◆ **Problem statement**
Scan the records for the word "preferred". Copy each line that includes it.

[Start of Attachment]

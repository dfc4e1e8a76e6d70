//! One-shot CSV ingestion into the clans store.
//!
//! Rows are read and resolved up front, then written in a single
//! transaction: either every imported row lands, or none do.

pub mod source;
pub mod timestamp;

use std::{fs::File, path::Path};

use anyhow::{Context, Result};
use chrono::{DateTime, Utc};
use clans::{
    infrastructure::database::{self, DbPool},
    models::Clan,
    repository,
};

use crate::source::ImportRow;

pub const UNKNOWN_REGION: &str = "UNKNOWN";

#[derive(Debug, Clone, Copy, Default, PartialEq, Eq)]
pub struct ImportSummary {
    pub imported: usize,
    pub skipped: usize,
}

/// Applies the row rules: blank names are skipped, a missing region becomes
/// [`UNKNOWN_REGION`], and `created_at` falls back to `run_started`.
pub fn prepare(rows: Vec<ImportRow>, run_started: DateTime<Utc>) -> (Vec<Clan>, usize) {
    let mut clans = Vec::with_capacity(rows.len());
    let mut skipped = 0;

    for (idx, row) in rows.into_iter().enumerate() {
        let Some(name) = row
            .name
            .as_deref()
            .map(str::trim)
            .filter(|name| !name.is_empty())
        else {
            tracing::debug!("skipping row {}: blank name", idx + 1);
            skipped += 1;
            continue;
        };

        // only an absent value is defaulted; whitespace trims down to ""
        let region = row
            .region
            .as_deref()
            .map_or(UNKNOWN_REGION, str::trim);

        let created_at = timestamp::parse_timestamp(row.created_at.as_deref(), run_started);

        clans.push(Clan::with_created_at(name, region, created_at));
    }

    (clans, skipped)
}

/// Inserts `clans` in one transaction, rolling everything back on the first
/// failure.
pub async fn persist(db: &DbPool, clans: &[Clan]) -> Result<()> {
    let mut tx = db.begin().await?;

    for clan in clans {
        if let Err(e) = repository::clan::insert(&mut *tx, clan).await {
            if let Err(rollback) = tx.rollback().await {
                tracing::error!("rollback failed: {rollback}");
            }

            return Err(e.context(format!("inserting clan {:?}", clan.name)));
        }
    }

    tx.commit().await?;

    Ok(())
}

pub async fn import_clans(db: &DbPool, csv_path: &Path) -> Result<ImportSummary> {
    let run_started = Utc::now();

    database::ensure_schema(db).await?;

    let file =
        File::open(csv_path).with_context(|| format!("opening {}", csv_path.display()))?;
    let rows = source::read_rows(file)?;

    let (clans, skipped) = prepare(rows, run_started);
    persist(db, &clans).await?;

    tracing::info!("imported {} clans, skipped {skipped}", clans.len());

    Ok(ImportSummary {
        imported: clans.len(),
        skipped,
    })
}
//! Codec implementation lookup and selection.
//!
//! A logical [`CodecId`] maps to a [`CodecFamily`] that lists the concrete
//! implementations able to handle it. The [`Negotiator`] resolves those lists
//! against a [`CodecBackend`] and picks one, keeping the software default
//! aside so the engines can fall back to it when the pick fails to open.

use std::collections::HashMap;
use std::fmt::{Display, Formatter};
use std::sync::Arc;

use ffmpeg_next::{Dictionary, Packet, codec, ffi, media};

use crate::hw::{CapabilityProbe, HwVendor};
use crate::track::{CodecId, Track};

/// A concrete implementation, by registered name or by codec id.
#[derive(Debug, Clone, PartialEq, Eq)]
pub enum Candidate {
    Name(String),
    Id(codec::Id),
}

impl Candidate {
    pub fn name(name: &str) -> Self {
        Candidate::Name(name.to_string())
    }
}

impl Display for Candidate {
    fn fmt(&self, f: &mut Formatter<'_>) -> std::fmt::Result {
        match self {
            Candidate::Name(name) => f.write_str(name),
            Candidate::Id(id) => write!(f, "{:?}", id),
        }
    }
}

/// A resolved implementation.
#[derive(Debug, Clone, PartialEq, Eq)]
pub struct CodecInfo {
    pub name: String,
    pub id: codec::Id,
}

/// Parameters applied to a codec context before it is opened.
#[derive(Debug, Clone)]
pub struct OpenParams {
    /// 0 lets the codec pick.
    pub thread_count: usize,
    pub medium: media::Type,
    pub width: u32,
    pub height: u32,
    pub channels: u32,
    pub sample_rate: u32,
}

impl OpenParams {
    pub fn from_track(track: &Track, thread_count: usize) -> Self {
        Self {
            thread_count,
            medium: track.codec().medium(),
            width: track.width(),
            height: track.height(),
            channels: track.channels(),
            sample_rate: track.sample_rate(),
        }
    }

    /// The `threads` codec option: `auto`, or the request capped to the core count.
    pub fn threads_option(&self) -> String {
        if self.thread_count == 0 {
            return "auto".to_string();
        }
        let cores = std::thread::available_parallelism()
            .map(|n| n.get())
            .unwrap_or(1);
        self.thread_count.min(cores).to_string()
    }
}

/// One opened decoding context.
pub trait DecodeSession: Send {
    fn name(&self) -> &str;
    /// True when input must be whole access units, i.e. fragmented
    /// chunks have to be merged before they reach [`DecodeSession::send_packet`].
    fn needs_merge(&self) -> bool;
    fn send_packet(&mut self, packet: &Packet) -> Result<(), ffmpeg_next::Error>;
    fn send_eof(&mut self) -> Result<(), ffmpeg_next::Error>;
    fn receive_frame(&mut self, frame: &mut ffmpeg_next::Frame) -> Result<(), ffmpeg_next::Error>;
}

pub trait CodecBackend: Send + Sync {
    fn find_decoder(&self, candidate: &Candidate) -> Option<CodecInfo>;
    fn find_encoder(&self, candidate: &Candidate) -> Option<CodecInfo>;
    fn open_decoder(
        &self,
        info: &CodecInfo,
        params: &OpenParams,
    ) -> anyhow::Result<Box<dyn DecodeSession>>;
}

/// Lookups and sessions served by the linked FFmpeg libraries.
#[derive(Debug, Default, Clone, Copy)]
pub struct FfmpegBackend;

impl FfmpegBackend {
    fn resolve(
        kind: &str,
        candidate: &Candidate,
        found: Option<ffmpeg_next::Codec>,
    ) -> Option<CodecInfo> {
        match found {
            Some(codec) => {
                log::debug!("found {} {} for {}", kind, codec.name(), candidate);
                Some(CodecInfo {
                    name: codec.name().to_string(),
                    id: codec.id(),
                })
            }
            None => {
                log::trace!("{} {} not available", kind, candidate);
                None
            }
        }
    }
}

impl CodecBackend for FfmpegBackend {
    fn find_decoder(&self, candidate: &Candidate) -> Option<CodecInfo> {
        let found = match candidate {
            Candidate::Name(name) => ffmpeg_next::decoder::find_by_name(name),
            Candidate::Id(id) => ffmpeg_next::decoder::find(*id),
        };
        Self::resolve("decoder", candidate, found)
    }

    fn find_encoder(&self, candidate: &Candidate) -> Option<CodecInfo> {
        let found = match candidate {
            Candidate::Name(name) => ffmpeg_next::encoder::find_by_name(name),
            Candidate::Id(id) => ffmpeg_next::encoder::find(*id),
        };
        Self::resolve("encoder", candidate, found)
    }

    fn open_decoder(
        &self,
        info: &CodecInfo,
        params: &OpenParams,
    ) -> anyhow::Result<Box<dyn DecodeSession>> {
        let implementation = ffmpeg_next::decoder::find_by_name(&info.name)
            .ok_or_else(|| anyhow::anyhow!("decoder {} not found", info.name))?;
        let mut ctx = codec::Context::new_with_codec(implementation);
        unsafe {
            let raw = ctx.as_mut_ptr();
            (*raw).flags |= ffi::AV_CODEC_FLAG_LOW_DELAY as i32;
            (*raw).flags2 |= ffi::AV_CODEC_FLAG2_FAST as i32;
            match params.medium {
                media::Type::Video => {
                    (*raw).width = params.width as i32;
                    (*raw).height = params.height as i32;
                    log::info!("media source: {} X {}", params.width, params.height);
                }
                media::Type::Audio if params.channels > 0 => {
                    ffi::av_channel_layout_default(&mut (*raw).ch_layout, params.channels as i32);
                    (*raw).sample_rate = params.sample_rate as i32;
                }
                _ => {}
            }
        }

        let mut opts = Dictionary::new();
        opts.set("threads", &params.threads_option());
        opts.set("zerolatency", "1");
        opts.set("strict", "-2");

        let decoder = ctx
            .decoder()
            .open_as_with(implementation, opts)?;
        log::info!("decoder opened: {}", info.name);

        Ok(Box::new(FfmpegSession {
            name: info.name.clone(),
            decoder,
        }))
    }
}

struct FfmpegSession {
    name: String,
    decoder: codec::decoder::Opened,
}

impl DecodeSession for FfmpegSession {
    fn name(&self) -> &str {
        &self.name
    }

    fn needs_merge(&self) -> bool {
        // libavcodec dropped AV_CODEC_CAP_TRUNCATED, every decoder takes
        // whatever the caller has assembled
        false
    }

    fn send_packet(&mut self, packet: &Packet) -> Result<(), ffmpeg_next::Error> {
        self.decoder.send_packet(packet)
    }

    fn send_eof(&mut self) -> Result<(), ffmpeg_next::Error> {
        self.decoder.send_eof()
    }

    fn receive_frame(&mut self, frame: &mut ffmpeg_next::Frame) -> Result<(), ffmpeg_next::Error> {
        self.decoder.receive_frame(frame)
    }
}

/// Per-codec candidate lists. Lists are in ascending priority: the last
/// resolvable entry wins.
pub trait CodecFamily: Send + Sync {
    fn codec(&self) -> CodecId;

    fn decoders(&self, probe: &CapabilityProbe) -> Vec<Candidate>;

    fn default_decoder(&self) -> Candidate {
        Candidate::Id(self.codec().av_id())
    }

    fn encoders(&self, probe: &CapabilityProbe) -> Vec<Candidate>;

    fn default_encoder(&self) -> Candidate {
        Candidate::Id(self.codec().av_id())
    }

    /// Last chance to adjust open parameters taken from the track.
    fn configure(&self, _params: &mut OpenParams) {}
}

/// Entry of a static candidate table.
#[derive(Debug, Clone, Copy)]
enum Slot {
    Named(&'static str),
    /// Whatever implementation the library registers for the codec id.
    Native,
}

/// Video codecs that have vendor hardware implementations.
struct AcceleratedFamily {
    codec: CodecId,
    decoders: &'static [Slot],
    hw_decoders: [&'static str; 3],
    encoders: &'static [Slot],
    hw_encoders: [&'static str; 3],
}

impl AcceleratedFamily {
    fn build(&self, software: &[Slot], hardware: &[&str; 3], probe: &CapabilityProbe) -> Vec<Candidate> {
        let mut list: Vec<Candidate> = software
            .iter()
            .map(|slot| match slot {
                Slot::Named(name) => Candidate::name(name),
                Slot::Native => Candidate::Id(self.codec.av_id()),
            })
            .collect();
        for (vendor, name) in HwVendor::ALL.iter().zip(hardware.iter()) {
            if probe.supports(*vendor) {
                list.push(Candidate::name(name));
            }
        }
        list
    }
}

impl CodecFamily for AcceleratedFamily {
    fn codec(&self) -> CodecId {
        self.codec
    }

    fn decoders(&self, probe: &CapabilityProbe) -> Vec<Candidate> {
        self.build(self.decoders, &self.hw_decoders, probe)
    }

    fn encoders(&self, probe: &CapabilityProbe) -> Vec<Candidate> {
        self.build(self.encoders, &self.hw_encoders, probe)
    }
}

/// Codecs served by software implementations only.
struct SoftwareFamily {
    codec: CodecId,
    encoders: &'static [&'static str],
    /// Mono 8 kHz when the track leaves the audio layout out.
    telephony: bool,
}

impl CodecFamily for SoftwareFamily {
    fn codec(&self) -> CodecId {
        self.codec
    }

    fn decoders(&self, _probe: &CapabilityProbe) -> Vec<Candidate> {
        vec![Candidate::Id(self.codec.av_id())]
    }

    fn encoders(&self, _probe: &CapabilityProbe) -> Vec<Candidate> {
        let mut list = vec![Candidate::Id(self.codec.av_id())];
        list.extend(self.encoders.iter().map(|name| Candidate::name(name)));
        list
    }

    fn configure(&self, params: &mut OpenParams) {
        if !self.telephony {
            return;
        }
        if params.channels == 0 {
            params.channels = 1;
        }
        if params.sample_rate == 0 {
            params.sample_rate = 8000;
        }
    }
}

pub struct CodecRegistry {
    families: HashMap<CodecId, Box<dyn CodecFamily>>,
}

impl Default for CodecRegistry {
    fn default() -> Self {
        let mut registry = Self::empty();
        registry.register(AcceleratedFamily {
            codec: CodecId::H264,
            decoders: &[
                Slot::Named("libopenh264"),
                Slot::Native,
                Slot::Named("h264_videotoolbox"),
                Slot::Named("h264_nvmpi"),
            ],
            hw_decoders: ["h264_cuvid", "h264_qsv", "h264_amf"],
            encoders: &[
                Slot::Named("libopenh264"),
                Slot::Named("libx264"),
                Slot::Named("h264_videotoolbox"),
            ],
            hw_encoders: ["h264_nvenc", "h264_qsv", "h264_amf"],
        });
        registry.register(AcceleratedFamily {
            codec: CodecId::H265,
            decoders: &[
                Slot::Native,
                Slot::Named("hevc_videotoolbox"),
                Slot::Named("hevc_nvmpi"),
            ],
            hw_decoders: ["hevc_cuvid", "hevc_qsv", "hevc_amf"],
            encoders: &[Slot::Named("libx265"), Slot::Named("hevc_videotoolbox")],
            hw_encoders: ["hevc_nvenc", "hevc_qsv", "hevc_amf"],
        });
        for (codec, encoders, telephony) in [
            (CodecId::Aac, &[][..], false),
            (CodecId::G711A, &[][..], true),
            (CodecId::G711U, &[][..], true),
            (CodecId::Opus, &["libopus"][..], false),
            (CodecId::Jpeg, &[][..], false),
            (CodecId::Vp8, &["libvpx"][..], false),
            (CodecId::Vp9, &["libvpx-vp9"][..], false),
        ] {
            registry.register(SoftwareFamily {
                codec,
                encoders,
                telephony,
            });
        }
        registry
    }
}

impl CodecRegistry {
    pub fn empty() -> Self {
        Self {
            families: HashMap::new(),
        }
    }

    /// Adds or replaces the family for its codec.
    pub fn register(&mut self, family: impl CodecFamily + 'static) {
        self.families.insert(family.codec(), Box::new(family));
    }

    pub fn family(&self, codec: CodecId) -> anyhow::Result<&dyn CodecFamily> {
        self.families
            .get(&codec)
            .map(|family| family.as_ref())
            .ok_or_else(|| anyhow::anyhow!("unsupported codec {}", codec))
    }
}

/// Outcome of negotiation. `default` is kept for the open-failure retry and
/// may equal `chosen`.
#[derive(Debug, Clone)]
pub struct Selection {
    pub chosen: CodecInfo,
    pub default: Option<CodecInfo>,
}

pub struct Negotiator {
    registry: CodecRegistry,
    probe: Arc<CapabilityProbe>,
    backend: Arc<dyn CodecBackend>,
}

impl Negotiator {
    pub fn new(probe: Arc<CapabilityProbe>, backend: Arc<dyn CodecBackend>) -> Self {
        Self::with_registry(CodecRegistry::default(), probe, backend)
    }

    pub fn with_registry(
        registry: CodecRegistry,
        probe: Arc<CapabilityProbe>,
        backend: Arc<dyn CodecBackend>,
    ) -> Self {
        Self {
            registry,
            probe,
            backend,
        }
    }

    pub fn backend(&self) -> &Arc<dyn CodecBackend> {
        &self.backend
    }

    pub fn probe(&self) -> &CapabilityProbe {
        &self.probe
    }

    pub fn registry(&self) -> &CodecRegistry {
        &self.registry
    }

    pub fn select_decoder(&self, codec: CodecId, preferred: &[String]) -> anyhow::Result<Selection> {
        let family = self.registry.family(codec)?;
        select(
            "decoder",
            codec,
            preferred,
            family.decoders(&self.probe),
            family.default_decoder(),
            |candidate| self.backend.find_decoder(candidate),
        )
    }

    pub fn select_encoder(&self, codec: CodecId, preferred: &[String]) -> anyhow::Result<Selection> {
        let family = self.registry.family(codec)?;
        select(
            "encoder",
            codec,
            preferred,
            family.encoders(&self.probe),
            family.default_encoder(),
            |candidate| self.backend.find_encoder(candidate),
        )
    }
}

fn select(
    kind: &str,
    codec: CodecId,
    preferred: &[String],
    candidates: Vec<Candidate>,
    default: Candidate,
    find: impl Fn(&Candidate) -> Option<CodecInfo>,
) -> anyhow::Result<Selection> {
    let default = find(&default);

    // a preferred implementation only counts if it really is this codec
    let wanted = preferred
        .iter()
        .find_map(|name| find(&Candidate::Name(name.clone())))
        .filter(|info| info.id == codec.av_id());

    let chosen = wanted
        .or_else(|| candidates.iter().rev().find_map(|candidate| find(candidate)))
        .or_else(|| default.clone())
        .ok_or_else(|| anyhow::anyhow!("no {} found for {}", kind, codec))?;

    log::info!("selected {} {} for {}", kind, chosen.name, codec);
    Ok(Selection { chosen, default })
}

[End of Attachment]

◆ **Answer for the task**
    pub fn select_decoder(&self, codec: CodecId, preferred: &[String]) -> anyhow::Result<Selection> {
            preferred,
    pub fn select_encoder(&self, codec: CodecId, preferred: &[String]) -> anyhow::Result<Selection> {
            preferred,
    preferred: &[String],
    // a preferred implementation only counts if it really is this codec
    let wanted = preferred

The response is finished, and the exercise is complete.